Indicate, with the number alone, how many lines in the listing below hold the string "registered".

▶ [SOURCE DATA]:
══════

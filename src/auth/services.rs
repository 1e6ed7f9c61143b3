use lazy_static::lazy_static;
use regex::Regex;
use tracing::{info, warn};

use crate::auth::oauth::ExternalProfile;
use crate::auth::repo_types::User;
use crate::auth::{otp, password};
use crate::error::ApiError;
use crate::state::AppState;

pub(crate) fn is_valid_email(email: &str) -> bool {
    lazy_static! {
        static ref EMAIL_RE: Regex = Regex::new(r"^[^@\s]+@[^@\s]+\.[^@\s]+$").unwrap();
    }
    EMAIL_RE.is_match(email)
}

/// The OAuth `state` parameter is an opaque relative-path token.
/// Anything that does not begin with a path separator is discarded so
/// the callback can never be steered to a foreign origin.
pub(crate) fn validate_state_path(state: Option<&str>) -> &str {
    match state {
        Some(s) if s.starts_with('/') => s,
        _ => "/",
    }
}

/// Create an unverified local account and issue its first OTP. The
/// store's email uniqueness constraint decides races; OTP delivery is
/// spawned and never blocks or rolls back the registration.
pub async fn register_local(
    state: &AppState,
    name: &str,
    email: &str,
    plain_password: &str,
) -> Result<User, ApiError> {
    let hash = password::hash_password(plain_password)?;
    let code = otp::generate_otp();
    let expires = otp::otp_expiry();

    let user = User::create_local(&state.db, name, email, &hash, &code, expires).await?;

    let mailer = state.mailer.clone();
    let to = user.email.clone();
    tokio::spawn(async move {
        if let Err(e) = mailer.send_otp(&to, &code).await {
            warn!(error = %e, email = %to, "OTP delivery failed; account stays recoverable");
        }
    });

    info!(user_id = %user.id, email = %user.email, "local account registered (unverified)");
    Ok(user)
}

/// Verify the pending OTP and mark the account verified. Mismatch and
/// expiry are deliberately indistinguishable; only a missing account
/// reports `NotFound`.
pub async fn verify_otp(state: &AppState, email: &str, code: &str) -> Result<User, ApiError> {
    match User::consume_otp(&state.db, email, code).await? {
        Some(user) => {
            let mailer = state.mailer.clone();
            let (to, name) = (user.email.clone(), user.name.clone());
            tokio::spawn(async move {
                if let Err(e) = mailer.send_welcome(&to, &name).await {
                    warn!(error = %e, email = %to, "welcome mail failed");
                }
            });
            info!(user_id = %user.id, "account verified");
            Ok(user)
        }
        None => {
            if User::find_by_email(&state.db, email).await?.is_none() {
                Err(ApiError::NotFound("User"))
            } else {
                Err(ApiError::InvalidOrExpired)
            }
        }
    }
}

/// Supersede the pending OTP for an unverified account and re-send it.
/// Returns `Ok(())` whether or not the email matched anything, so the
/// endpoint leaks nothing about which addresses are registered.
pub async fn resend_otp(state: &AppState, email: &str) -> Result<(), ApiError> {
    let code = otp::generate_otp();
    let expires = otp::otp_expiry();
    if let Some(user) = User::replace_otp(&state.db, email, &code, expires).await? {
        let mailer = state.mailer.clone();
        let to = user.email;
        tokio::spawn(async move {
            if let Err(e) = mailer.send_otp(&to, &code).await {
                warn!(error = %e, email = %to, "OTP delivery failed");
            }
        });
    }
    Ok(())
}

/// Local-credential login. Unknown email, provider-only account, and
/// wrong password all collapse into `InvalidCredentials`; only a
/// matched-but-unverified account is told apart, since its remediation
/// differs.
pub async fn login_local(state: &AppState, email: &str, plain: &str) -> Result<User, ApiError> {
    let lookup = User::find_by_email(&state.db, email).await?;
    let user = match check_local_credentials(lookup, plain) {
        Ok(user) => user,
        Err(e) => {
            warn!(email = %email, "login rejected");
            return Err(e);
        }
    };

    info!(user_id = %user.id, "user logged in");
    Ok(user)
}

/// Credential decision over the lookup result. No account, an account
/// without a password, and a wrong password are indistinguishable; an
/// unverified account is only reported after the password matched.
fn check_local_credentials(lookup: Option<User>, plain: &str) -> Result<User, ApiError> {
    let user = lookup.ok_or(ApiError::InvalidCredentials)?;
    let Some(hash) = user.password_hash.as_deref() else {
        return Err(ApiError::InvalidCredentials);
    };
    if !password::verify_password(plain, hash)? {
        return Err(ApiError::InvalidCredentials);
    }
    if !user.is_verified {
        return Err(ApiError::NotVerified);
    }
    Ok(user)
}

/// How a provider profile maps onto existing accounts. A provider-id
/// match always wins; the email match is only consulted when the
/// provider id is unknown.
#[derive(Debug)]
pub(crate) enum LinkPlan {
    Existing(User),
    AttachByEmail(User),
    Create,
}

pub(crate) fn plan_external_link(
    by_provider_id: Option<User>,
    by_email: Option<User>,
) -> LinkPlan {
    match (by_provider_id, by_email) {
        (Some(user), _) => LinkPlan::Existing(user),
        (None, Some(user)) => LinkPlan::AttachByEmail(user),
        (None, None) => LinkPlan::Create,
    }
}

/// Resolve an already-authenticated provider profile to an account:
/// by provider id first, then by email, otherwise a new pre-verified
/// account. Linking keeps the stored name and fills the avatar only
/// when none is set. Email equality alone is enough to link; the
/// provider's verification claim for the address is not consulted.
pub async fn resolve_external_identity(
    state: &AppState,
    profile: &ExternalProfile,
) -> Result<User, ApiError> {
    let email = profile.email.trim().to_lowercase();
    let by_provider_id = User::find_by_google_id(&state.db, &profile.provider_id).await?;
    let by_email = match by_provider_id {
        Some(_) => None,
        None => User::find_by_email(&state.db, &email).await?,
    };

    match plan_external_link(by_provider_id, by_email) {
        LinkPlan::Existing(user) => return Ok(user),
        LinkPlan::AttachByEmail(_) => {
            // The conditional UPDATE stays the authority; if the row
            // vanished since the lookup we fall through and create.
            if let Some(user) = User::link_google(
                &state.db,
                &email,
                &profile.provider_id,
                profile.avatar.as_deref(),
            )
            .await?
            {
                info!(user_id = %user.id, "linked provider identity to existing account");
                return Ok(user);
            }
        }
        LinkPlan::Create => {}
    }

    let user = User::create_from_provider(
        &state.db,
        &profile.display_name,
        &email,
        &profile.provider_id,
        profile.avatar.as_deref(),
    )
    .await?;
    info!(user_id = %user.id, "account created from provider profile");
    Ok(user)
}

#[cfg(test)]
mod tests {
    use super::*;
    use time::OffsetDateTime;
    use uuid::Uuid;

    fn account(
        email: &str,
        password_hash: Option<&str>,
        google_id: Option<&str>,
        verified: bool,
    ) -> User {
        User {
            id: Uuid::new_v4(),
            name: "Asha".into(),
            email: email.into(),
            password_hash: password_hash.map(str::to_string),
            google_id: google_id.map(str::to_string),
            is_verified: verified,
            role: "user".into(),
            income_range: None,
            exact_income: None,
            otp_code: None,
            otp_expires: None,
            avatar: None,
            created_at: OffsetDateTime::now_utc(),
        }
    }

    #[test]
    fn provider_id_match_wins_over_email_match() {
        let attached = account("a@example.com", None, Some("g-1"), true);
        let attached_id = attached.id;
        let other = account("a@example.com", Some("hash"), None, true);

        match plan_external_link(Some(attached), Some(other)) {
            LinkPlan::Existing(user) => assert_eq!(user.id, attached_id),
            plan => panic!("unexpected plan: {plan:?}"),
        }
    }

    #[test]
    fn email_match_links_when_provider_id_unknown() {
        let local = account("a@example.com", Some("hash"), None, true);
        let local_id = local.id;

        match plan_external_link(None, Some(local)) {
            LinkPlan::AttachByEmail(user) => assert_eq!(user.id, local_id),
            plan => panic!("unexpected plan: {plan:?}"),
        }
    }

    #[test]
    fn unknown_profile_creates_an_account() {
        assert!(matches!(plan_external_link(None, None), LinkPlan::Create));
    }

    #[test]
    fn login_rejections_are_indistinguishable() {
        let hash = password::hash_password("correct horse").unwrap();

        assert!(matches!(
            check_local_credentials(None, "correct horse"),
            Err(ApiError::InvalidCredentials)
        ));

        let provider_only = account("a@example.com", None, Some("g-1"), true);
        assert!(matches!(
            check_local_credentials(Some(provider_only), "correct horse"),
            Err(ApiError::InvalidCredentials)
        ));

        let local = account("a@example.com", Some(&hash), None, true);
        assert!(matches!(
            check_local_credentials(Some(local), "battery staple"),
            Err(ApiError::InvalidCredentials)
        ));
    }

    #[test]
    fn unverified_is_reported_only_after_password_matches() {
        let hash = password::hash_password("correct horse").unwrap();

        let unverified = account("a@example.com", Some(&hash), None, false);
        assert!(matches!(
            check_local_credentials(Some(unverified), "correct horse"),
            Err(ApiError::NotVerified)
        ));

        let unverified = account("a@example.com", Some(&hash), None, false);
        assert!(matches!(
            check_local_credentials(Some(unverified), "battery staple"),
            Err(ApiError::InvalidCredentials)
        ));

        let verified = account("a@example.com", Some(&hash), None, true);
        assert!(check_local_credentials(Some(verified), "correct horse").is_ok());
    }

    #[test]
    fn accepts_plain_addresses() {
        assert!(is_valid_email("alice@example.com"));
        assert!(is_valid_email("a.b+c@sub.example.co"));
    }

    #[test]
    fn rejects_malformed_addresses() {
        assert!(!is_valid_email("alice"));
        assert!(!is_valid_email("alice@"));
        assert!(!is_valid_email("a lice@example.com"));
        assert!(!is_valid_email("alice@example"));
    }

    #[test]
    fn state_path_accepts_relative_paths() {
        assert_eq!(validate_state_path(Some("/tools/emi")), "/tools/emi");
        assert_eq!(validate_state_path(Some("/")), "/");
    }

    #[test]
    fn state_path_discards_absolute_urls() {
        assert_eq!(validate_state_path(Some("https://evil.example")), "/");
        assert_eq!(validate_state_path(Some("javascript:alert(1)")), "/");
        assert_eq!(validate_state_path(Some("")), "/");
        assert_eq!(validate_state_path(None), "/");
    }
}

══════

▶ [OUTPUT FOR THIS EXERCISE]: 2